Collecte record pour l’Afer !
Lors de l’assemblée générale de l’Association française d’épargne et de retraite (Afer), qui compte 750 000 adhérents et une épargne sous gestion de près de 57 milliards, les adhérents ont approuvé les onze résolutions soumises au vote, validé la reconduction de deux administrateurs et se sont prononcés très majoritairement en faveur de la nomination de Vincent Klingbeil au conseil d’administration.
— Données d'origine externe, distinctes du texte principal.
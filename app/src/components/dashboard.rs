use crate::api::{list_regions, region_details};
use crate::components_impl::{
    BAR_COLOR, CHART_HEIGHT, CHART_WIDTH, PLACEHOLDER_TITLE, axis_span, bar_layout, baseline_y,
    chart_title, detail_lines, selection_from_value, svg_num,
};
use crate::projection::{ChartBar, RegionDetails};
use leptos::prelude::*;

#[component]
pub fn DashboardPage() -> impl IntoView {
    let regions_resource = Resource::new(|| (), |()| async { list_regions().await });
    let (selected, set_selected) = signal::<Option<String>>(None);
    let details_resource = Resource::new(
        move || selected.get(),
        |selected| async move {
            match selected {
                Some(name) => region_details(name).await,
                None => Ok(None),
            }
        },
    );

    view! {
        <div class="dashboard">
            <h1 class="dashboard-title">"Health Risk Analytics Dashboard"</h1>

            <div class="dashboard-select">
                <Suspense fallback=move || view! { <p class="muted">"Loading cities..."</p> }>
                    {move || {
                        regions_resource
                            .get()
                            .map(|result| match result {
                                Ok(names) => {
                                    view! {
                                        <RegionSelect
                                            names=names
                                            on_select={move |name: Option<String>| set_selected.set(name)}
                                        />
                                    }
                                        .into_any()
                                }
                                Err(e) => {
                                    view! { <p class="error">"Error: " {e.to_string()}</p> }
                                        .into_any()
                                }
                            })
                    }}
                </Suspense>
            </div>

            <Suspense fallback=move || view! { <ChartPlaceholder/> }>
                {move || {
                    details_resource
                        .get()
                        .map(|result| match result {
                            Ok(Some(details)) => view! { <RegionView details=details/> }.into_any(),
                            Ok(None) => view! { <ChartPlaceholder/> }.into_any(),
                            Err(e) => {
                                view! { <p class="error">"Error: " {e.to_string()}</p> }
                                    .into_any()
                            }
                        })
                }}
            </Suspense>
        </div>
    }
}

#[component]
fn RegionSelect(
    names: Vec<String>,
    on_select: impl Fn(Option<String>) + 'static + Copy,
) -> impl IntoView {
    view! {
        <select
            class="region-select"
            on:change=move |ev| on_select(selection_from_value(&event_target_value(&ev)))
        >
            <option value="">"Select a City"</option>
            {names
                .into_iter()
                .map(|name| {
                    let value = name.clone();
                    view! { <option value=value>{name}</option> }
                })
                .collect_view()}
        </select>
    }
}

#[component]
fn RegionView(details: RegionDetails) -> impl IntoView {
    let name = details.row.name.clone();
    let lines = detail_lines(&details.row);

    view! {
        <div class="region">
            <div class="details-card">
                <h2 class="details-title">{name.clone()}</h2>
                {lines
                    .into_iter()
                    .map(|(label, value)| view! { <p>{label}": "{value}</p> })
                    .collect_view()}
            </div>

            {match details.chart_error {
                Some(reason) => {
                    view! {
                        <div class="chart-card">
                            <h3 class="chart-title">{chart_title(&name)}</h3>
                            <p class="muted">"Chart unavailable: " {reason}</p>
                        </div>
                    }
                        .into_any()
                }
                None => view! { <MetricsChart title=chart_title(&name) bars=details.chart/> }.into_any(),
            }}
        </div>
    }
}

#[component]
fn MetricsChart(title: String, bars: Vec<ChartBar>) -> impl IntoView {
    let layout = bar_layout(&bars);
    let baseline = svg_num(baseline_y());
    let (axis_start, axis_end) = axis_span();

    view! {
        <div class="chart-card">
            <h3 class="chart-title">{title}</h3>
            <svg class="chart" viewBox=format!("0 0 {CHART_WIDTH} {CHART_HEIGHT}")>
                <line
                    x1=svg_num(axis_start) x2=svg_num(axis_end) y1=baseline.clone() y2=baseline.clone()
                    stroke="#2C3E50" stroke-width="1"
                />
                {layout
                    .into_iter()
                    .map(|bar| {
                        let cx = svg_num(bar.center_x());
                        let label_y = svg_num(baseline_y() + 14.0);
                        let rotate = format!("rotate(-35 {cx} {label_y})");
                        view! {
                            <g>
                                <rect
                                    x=svg_num(bar.x) y=svg_num(bar.y)
                                    width=svg_num(bar.width) height=svg_num(bar.height)
                                    fill=BAR_COLOR
                                />
                                <text x=cx.clone() y=svg_num(bar.y - 6.0) text-anchor="middle" class="chart-value">
                                    {bar.value_text}
                                </text>
                                <text x=cx y=label_y text-anchor="end" transform=rotate class="chart-label">
                                    {bar.label}
                                </text>
                            </g>
                        }
                    })
                    .collect_view()}
            </svg>
        </div>
    }
}

#[component]
fn ChartPlaceholder() -> impl IntoView {
    view! {
        <div class="chart-card">
            <h3 class="chart-title">{PLACEHOLDER_TITLE}</h3>
        </div>
    }
}
//! SSR integration tests
//!
//! The dashboard must render on the server, with or without a records file.

#![recursion_limit = "512"]
#![allow(clippy::unwrap_used)]

use app::api::DataFile;
use app::components::App;
use axum::{Router, body::Body, http::Request, routing::get};
use http_body_util::BodyExt;
use leptos::context::provide_context;
use leptos::prelude::*;
use leptos_axum::{LeptosRoutes, generate_route_list};
use std::path::PathBuf;
use tower::util::ServiceExt;

fn shell(options: LeptosOptions) -> impl IntoView {
    use leptos::hydration::{AutoReload, HydrationScripts};
    view! {
        <!DOCTYPE html>
        <html lang="en">
            <head>
                <meta charset="utf-8"/>
                <meta name="viewport" content="width=device-width, initial-scale=1"/>
                <AutoReload options=options.clone()/>
                <HydrationScripts options/>
            </head>
            <body>
                <App/>
            </body>
        </html>
    }
}

fn setup_test_app(data_file: PathBuf) -> Router<()> {
    let leptos_options = LeptosOptions::builder()
        .output_name("frontend")
        .site_pkg_dir("pkg")
        .site_root("target/site")
        .build();

    let routes = generate_route_list(App);
    let data_file = DataFile(data_file);
    let options_clone = leptos_options.clone();

    Router::new()
        .leptos_routes_with_handler(
            routes,
            get(move |req: Request<Body>| {
                let data_file = data_file.clone();
                let options = options_clone.clone();
                async move {
                    let handler = leptos_axum::render_app_to_stream_with_context(
                        move || {
                            provide_context(data_file.clone());
                        },
                        move || shell(options.clone()),
                    );
                    handler(req).await
                }
            }),
        )
        .with_state(leptos_options)
}

async fn get_home(app: Router<()>) -> (axum::http::StatusCode, String) {
    let request = Request::builder().uri("/").body(Body::empty()).unwrap();
    let response = app.oneshot(request).await.unwrap();
    let status = response.status();
    let body = response.into_body().collect().await.unwrap().to_bytes();
    (status, String::from_utf8_lossy(&body).into_owned())
}

#[tokio::test]
async fn test_dashboard_renders_with_records() {
    let dir = tempfile::tempdir().unwrap();
    let data_file = dir.path().join("risk_data.json");
    std::fs::write(
        &data_file,
        r#"{"Kerala": {"coordinates": [10.35, 76.51], "Risk_level": "Low Risk"}}"#,
    )
    .unwrap();

    let (status, body) = get_home(setup_test_app(data_file)).await;

    assert_eq!(status, axum::http::StatusCode::OK);
    assert!(body.contains("Health Risk Analytics Dashboard"));
    assert!(body.contains("Kerala"));
}

#[tokio::test]
async fn test_dashboard_renders_without_records_file() {
    let dir = tempfile::tempdir().unwrap();
    let (status, body) = get_home(setup_test_app(dir.path().join("missing.json"))).await;

    assert_eq!(status, axum::http::StatusCode::OK);
    assert!(body.contains("Select a City"));
    assert!(body.contains("Select a city to view health data."));
}
use app::{
    command::Command,
    config::{BotConfig, Config},
    dispatcher::{Dispatcher, Reply},
    error,
    geocoder::Geocoder,
    map::MapRenderer,
    store::RecordStore,
    telegram::{TelegramClient, Update},
};
use std::time::Duration;
use tracing::{error, info, warn};

const POLL_ERROR_DELAY: Duration = Duration::from_secs(5);

pub const ABORTED_REPLY: &str =
    "Sorry, that command could not be completed. Nothing was changed.";

/// Build the dispatcher from configuration and poll forever.
pub async fn run_bot(config: Config, bot_config: BotConfig) -> anyhow::Result<()> {
    let store = RecordStore::load(&config.data_file);
    info!(
        "Loaded {} region(s) from {}",
        store.len(),
        config.data_file.display()
    );

    let geocoder = Geocoder::new(
        config.geocoder_url.clone(),
        &config.geocoder_user_agent,
        config.geocoder_timeout,
    )?;
    let renderer = MapRenderer::new(&config.map_file);
    let dispatcher = Dispatcher::new(store, geocoder, renderer);

    let telegram = TelegramClient::new(
        bot_config.api_url.clone(),
        bot_config.token.clone(),
        bot_config.poll_timeout_secs,
    )?;

    let mut bot = Bot::new(telegram, dispatcher, bot_config.poll_timeout_secs);
    info!("Bot polling for updates");
    bot.run().await;
    Ok(())
}

/// Long-polling loop. Updates are handled strictly one at a time, so store
/// mutation, persistence and map rendering never interleave across commands.
pub struct Bot {
    telegram: TelegramClient,
    dispatcher: Dispatcher,
    poll_timeout_secs: u64,
    offset: Option<i64>,
}

impl Bot {
    pub fn new(telegram: TelegramClient, dispatcher: Dispatcher, poll_timeout_secs: u64) -> Self {
        Self {
            telegram,
            dispatcher,
            poll_timeout_secs,
            offset: None,
        }
    }

    pub fn dispatcher(&self) -> &Dispatcher {
        &self.dispatcher
    }

    pub async fn run(&mut self) {
        loop {
            if let Err(e) = self.poll_once().await {
                warn!(
                    "Polling failed: {}, retrying in {}s",
                    e,
                    POLL_ERROR_DELAY.as_secs()
                );
                tokio::time::sleep(POLL_ERROR_DELAY).await;
            }
        }
    }

    /// Fetch one batch of updates and process it. Returns the batch size.
    pub async fn poll_once(&mut self) -> error::Result<usize> {
        let updates = self
            .telegram
            .get_updates(self.offset, self.poll_timeout_secs)
            .await?;
        let count = updates.len();

        for update in updates {
            if let Err(e) = self.process_update(update).await {
                error!("Failed to deliver reply: {}", e);
            }
        }

        Ok(count)
    }

    /// Handle one update. The offset advances first so a failing update is
    /// never fetched again.
    pub async fn process_update(&mut self, update: Update) -> error::Result<()> {
        self.offset = Some(update.update_id + 1);

        let Some(message) = update.message else {
            return Ok(());
        };
        let Some(text) = message.text else {
            return Ok(());
        };

        let command = Command::parse(&text);
        info!("Chat {}: {:?}", message.chat.id, command);

        let reply = match self.dispatcher.handle(command).await {
            Ok(reply) => reply,
            Err(e) => {
                error!("Command aborted for chat {}: {}", message.chat.id, e);
                Reply::text(ABORTED_REPLY)
            }
        };

        match reply {
            Reply::Text(text) => self.telegram.send_message(message.chat.id, &text).await,
            Reply::Document(path) => self.telegram.send_document(message.chat.id, &path).await,
        }
    }
}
Son expertise entrepreneuriale nourrie par une forte culture du numérique et de l’innovation s’inscrit au service des nouvelles générations d’épargnants. « Ce demi-siècle marque pour l’Association une nouvelle ère avec un record historique de collecte : plus de 2,6 milliards d’euros, en progression de 28 % par rapport à 2024 et le grand succès du contrat Afer génération qui, un an après son lancement, accueille 36 000 adhésions », a déclaré Gérard Bekerman, reconduit comme président de l’Afer « pour continuer à défendre le statut juridique et fiscal de l’assurance vie et s’opposer à l’alourdissement de la fiscalité ». « L’assurance-vie, poursuit le président, est la colonne vertébrale de tous nos combats. Elle protège les familles, finance l’économie réelle, accompagne les entreprises comme l’État et constitue un puissant outil de solidarité. Avec 56 millions de contrats et 2 200 milliards d’euros d’encours elle rapporte à la France. Ce n’est pas une niche fiscale. »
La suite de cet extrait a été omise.